WHAT IS BEING ASKED: How many lines below hold the string "tracing"? Report that number alone.

[[ THE RECORDS open ]]

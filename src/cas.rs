//! Lock-free compare-and-swap coordination over a key/value store.
//!
//! One cycle reads the current value, applies the transition, and asks the store to write
//! the result only if the value is still what was read. A rejected write means another
//! writer got there first: the loop re-reads and re-applies. Contention is unbounded in
//! principle, so the loop is bounded by time, not attempts: by the request timeout when one
//! is configured, otherwise by the backend's convergence budget.

use crate::backend::{Backend, CycleContext};
use crate::backoff::Backoff;
use crate::error::{ProxyError, ProxyResult};
use crate::jitter::Jitter;
use crate::key::{KeyMapper, KeyRef};
use crate::sleeper::{Sleeper, TokioSleeper};
use crate::transition::Transition;
use async_trait::async_trait;
use std::sync::Arc;
use std::time::Duration;
use tracing::Instrument;

/// Default bound on the loop when no request timeout is configured.
pub const DEFAULT_CONVERGENCE_BUDGET: Duration = Duration::from_secs(30);

/// Atomic primitives a key/value store must offer.
#[async_trait]
pub trait CasStore: Send + Sync + std::fmt::Debug {
    fn name(&self) -> &'static str;

    /// Current value under `key`, or `None` if absent or expired.
    async fn get(&self, key: &[u8]) -> ProxyResult<Option<Vec<u8>>>;

    /// Atomically write `new` under `key` if the stored value equals `expected`
    /// (`None`: the key must not exist). With `ttl` the write also (re)sets the key's
    /// time-to-live; without it the key is persistent.
    ///
    /// Returns `Ok(false)` when the stored value did not match.
    async fn compare_and_swap(
        &self,
        key: &[u8],
        expected: Option<&[u8]>,
        new: &[u8],
        ttl: Option<Duration>,
    ) -> ProxyResult<bool>;

    /// Delete `key`. Returns whether it existed.
    async fn delete(&self, key: &[u8]) -> ProxyResult<bool>;
}

/// [`Backend`] running the compare-and-swap loop over any [`CasStore`].
#[derive(Debug, Clone)]
pub struct CasBackend<S> {
    store: S,
    key_mapper: KeyMapper,
    backoff: Backoff,
    jitter: Jitter,
    sleeper: Arc<dyn Sleeper>,
    convergence_budget: Duration,
}

impl<S: CasStore> CasBackend<S> {
    pub fn new(store: S) -> Self {
        Self {
            store,
            key_mapper: KeyMapper::any(),
            backoff: default_pause(),
            jitter: Jitter::Full,
            sleeper: Arc::new(TokioSleeper),
            convergence_budget: DEFAULT_CONVERGENCE_BUDGET,
        }
    }

    pub fn with_key_mapper(mut self, key_mapper: KeyMapper) -> Self {
        self.key_mapper = key_mapper;
        self
    }

    /// Bound the loop when calls carry no request timeout.
    pub fn with_convergence_budget(mut self, budget: Duration) -> Self {
        self.convergence_budget = budget;
        self
    }

    /// Pause schedule between lost races.
    pub fn with_backoff(mut self, backoff: Backoff, jitter: Jitter) -> Self {
        self.backoff = backoff;
        self.jitter = jitter;
        self
    }

    pub fn with_sleeper<Z>(mut self, sleeper: Z) -> Self
    where
        Z: Sleeper + 'static,
    {
        self.sleeper = Arc::new(sleeper);
        self
    }

    pub fn store(&self) -> &S {
        &self.store
    }

    pub fn key_mapper(&self) -> &KeyMapper {
        &self.key_mapper
    }

    async fn converge<T>(
        &self,
        physical: &[u8],
        transition: &T,
        ctx: &CycleContext,
    ) -> ProxyResult<T::Output>
    where
        T: Transition,
    {
        let guard = ctx.guard();
        let ttl = ctx.expiration().ttl();
        let mut attempt = 0usize;
        loop {
            attempt += 1;
            tracing::Span::current().record("attempts", attempt);

            let current = self.store.get(physical).await?;
            let (state, output) = transition
                .apply(current.as_deref())
                .map_err(ProxyError::TransitionFailed)?
                .into_parts();
            let Some(state) = state else {
                return Ok(output);
            };

            if self.store.compare_and_swap(physical, current.as_deref(), &state, ttl).await? {
                tracing::debug!(target: "bucketproxy::cas", attempt, "conditional write applied");
                return Ok(output);
            }

            let elapsed = guard.elapsed();
            if guard.is_expired() {
                tracing::warn!(
                    target: "bucketproxy::cas",
                    attempts = attempt,
                    elapsed_ms = elapsed.as_millis() as u64,
                    "request timeout reached before compare-and-swap converged"
                );
                return Err(guard.expired_error());
            }
            if guard.timeout().is_none() && elapsed >= self.convergence_budget {
                tracing::warn!(
                    target: "bucketproxy::cas",
                    attempts = attempt,
                    elapsed_ms = elapsed.as_millis() as u64,
                    "convergence budget exhausted"
                );
                return Err(ProxyError::ConflictExhausted { attempts: attempt, elapsed });
            }

            let mut pause = self.jitter.apply(self.backoff.delay(attempt));
            if let Some(remaining) = guard.remaining() {
                pause = pause.min(remaining);
            }
            tracing::debug!(
                target: "bucketproxy::cas",
                attempt,
                pause_us = pause.as_micros() as u64,
                "lost compare-and-swap race"
            );
            self.sleeper.sleep(pause).await;
        }
    }
}

fn default_pause() -> Backoff {
    // 1ms doubling to 32ms; the constants satisfy `with_max`.
    Backoff::exponential(Duration::from_millis(1))
        .with_max(Duration::from_millis(32))
        .unwrap_or_else(|_| Backoff::constant(Duration::from_millis(1)))
}

#[async_trait]
impl<S: CasStore> Backend for CasBackend<S> {
    fn name(&self) -> &'static str {
        self.store.name()
    }

    async fn execute<T>(
        &self,
        key: KeyRef<'_>,
        transition: &T,
        ctx: &CycleContext,
    ) -> ProxyResult<T::Output>
    where
        T: Transition,
    {
        let physical = self.key_mapper.map(key)?;
        let span = tracing::debug_span!(
            target: "bucketproxy::cas",
            "cas_cycle",
            store = self.store.name(),
            attempts = tracing::field::Empty,
        );
        self.converge(&physical, transition, ctx).instrument(span).await
    }

    async fn read(&self, key: KeyRef<'_>, _ctx: &CycleContext) -> ProxyResult<Option<Vec<u8>>> {
        let physical = self.key_mapper.map(key)?;
        self.store.get(&physical).await
    }

    async fn remove(&self, key: KeyRef<'_>, _ctx: &CycleContext) -> ProxyResult<bool> {
        let physical = self.key_mapper.map(key)?;
        self.store.delete(&physical).await
    }
}

#[cfg(test)]
mod tests {
    use super::*;
    use crate::config::ClientSideConfig;
    use crate::expiration::ExpirationPolicy;
    use crate::memory::InMemoryCasStore;
    use crate::sleeper::TrackingSleeper;
    use crate::testing::{increment, read_counter, CountingTransition};
    use crate::transition::{from_fn, Mutation};
    use std::sync::atomic::{AtomicUsize, Ordering};

    /// Store whose first `losses` conditional writes are rejected as if another writer won.
    #[derive(Debug, Clone)]
    struct Contended {
        inner: InMemoryCasStore,
        losses: Arc<AtomicUsize>,
    }

    impl Contended {
        fn new(losses: usize) -> Self {
            Self { inner: InMemoryCasStore::new(), losses: Arc::new(AtomicUsize::new(losses)) }
        }
    }

    #[async_trait]
    impl CasStore for Contended {
        fn name(&self) -> &'static str {
            "contended"
        }

        async fn get(&self, key: &[u8]) -> ProxyResult<Option<Vec<u8>>> {
            self.inner.get(key).await
        }

        async fn compare_and_swap(
            &self,
            key: &[u8],
            expected: Option<&[u8]>,
            new: &[u8],
            ttl: Option<Duration>,
        ) -> ProxyResult<bool> {
            let lose = self
                .losses
                .fetch_update(Ordering::SeqCst, Ordering::SeqCst, |n| n.checked_sub(1))
                .is_ok();
            if lose {
                return Ok(false);
            }
            self.inner.compare_and_swap(key, expected, new, ttl).await
        }

        async fn delete(&self, key: &[u8]) -> ProxyResult<bool> {
            self.inner.delete(key).await
        }
    }

    fn ctx(timeout: Option<Duration>) -> CycleContext {
        let config = match timeout {
            Some(t) => ClientSideConfig::new().with_request_timeout(t).unwrap(),
            None => ClientSideConfig::new(),
        };
        CycleContext::new(config, ExpirationPolicy::none())
    }

    #[tokio::test]
    async fn first_write_is_an_upsert() {
        let backend = CasBackend::new(InMemoryCasStore::new());
        let value = backend.execute(KeyRef::Integer(1), &increment(5), &ctx(None)).await.unwrap();
        assert_eq!(value, 5);
        let stored = backend.read(KeyRef::Integer(1), &ctx(None)).await.unwrap();
        assert_eq!(read_counter(stored.as_deref()).unwrap(), 5);
    }

    #[tokio::test]
    async fn lost_races_reapply_transition() {
        let sleeper = TrackingSleeper::new();
        let backend = CasBackend::new(Contended::new(3))
            .with_backoff(Backoff::constant(Duration::from_millis(2)), Jitter::None)
            .with_sleeper(sleeper.clone());
        let counting = CountingTransition::new(increment(1));

        let value = backend.execute(KeyRef::Text("k"), &counting, &ctx(None)).await.unwrap();

        assert_eq!(value, 1);
        assert_eq!(counting.invocations(), 4);
        assert_eq!(sleeper.calls(), vec![Duration::from_millis(2); 3]);
    }

    #[tokio::test(start_paused = true)]
    async fn endless_contention_times_out() {
        let backend = CasBackend::new(Contended::new(usize::MAX))
            .with_backoff(Backoff::constant(Duration::from_millis(10)), Jitter::None);

        let err = backend
            .execute(KeyRef::Integer(7), &increment(1), &ctx(Some(Duration::from_millis(100))))
            .await
            .unwrap_err();

        let (elapsed, timeout) = err.timeout_details().expect("timeout error");
        assert_eq!(timeout, Duration::from_millis(100));
        assert!(elapsed >= timeout && elapsed < Duration::from_millis(150));
    }

    #[tokio::test(start_paused = true)]
    async fn without_timeout_budget_bounds_the_loop() {
        let backend = CasBackend::new(Contended::new(usize::MAX))
            .with_backoff(Backoff::constant(Duration::from_millis(10)), Jitter::None)
            .with_convergence_budget(Duration::from_millis(50));

        let err = backend.execute(KeyRef::Integer(7), &increment(1), &ctx(None)).await.unwrap_err();

        assert!(err.is_conflict_exhausted());
        assert!(err.conflict_attempts().unwrap() >= 5);
    }

    #[tokio::test]
    async fn keep_mutation_skips_write() {
        let backend = CasBackend::new(Contended::new(usize::MAX));
        let peek = from_fn(|current| Ok(Mutation::keep(current.is_some())));
        let seen = backend.execute(KeyRef::Integer(3), &peek, &ctx(None)).await.unwrap();
        assert!(!seen);
    }

    #[tokio::test]
    async fn transition_failure_writes_nothing() {
        let backend = CasBackend::new(InMemoryCasStore::new());
        let failing = from_fn(|_current| -> Result<Mutation<()>, _> { Err("over limit".into()) });

        let err = backend.execute(KeyRef::Integer(4), &failing, &ctx(None)).await.unwrap_err();

        assert!(err.is_transition_failure());
        assert_eq!(backend.read(KeyRef::Integer(4), &ctx(None)).await.unwrap(), None);
    }

    #[tokio::test]
    async fn mapper_rejects_wrong_key_kind() {
        let backend = CasBackend::new(InMemoryCasStore::new()).with_key_mapper(KeyMapper::integer());
        let err = backend.execute(KeyRef::Text("x"), &increment(1), &ctx(None)).await.unwrap_err();
        assert!(matches!(err, ProxyError::InvalidKey(_)));
    }

    #[tokio::test]
    async fn remove_reports_presence() {
        let backend = CasBackend::new(InMemoryCasStore::new());
        backend.execute(KeyRef::Bytes(b"b"), &increment(1), &ctx(None)).await.unwrap();
        assert!(backend.remove(KeyRef::Bytes(b"b"), &ctx(None)).await.unwrap());
        assert!(!backend.remove(KeyRef::Bytes(b"b"), &ctx(None)).await.unwrap());
    }
}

[[ THE RECORDS closed ]]

OUTPUT OF THE EXERCISE: 8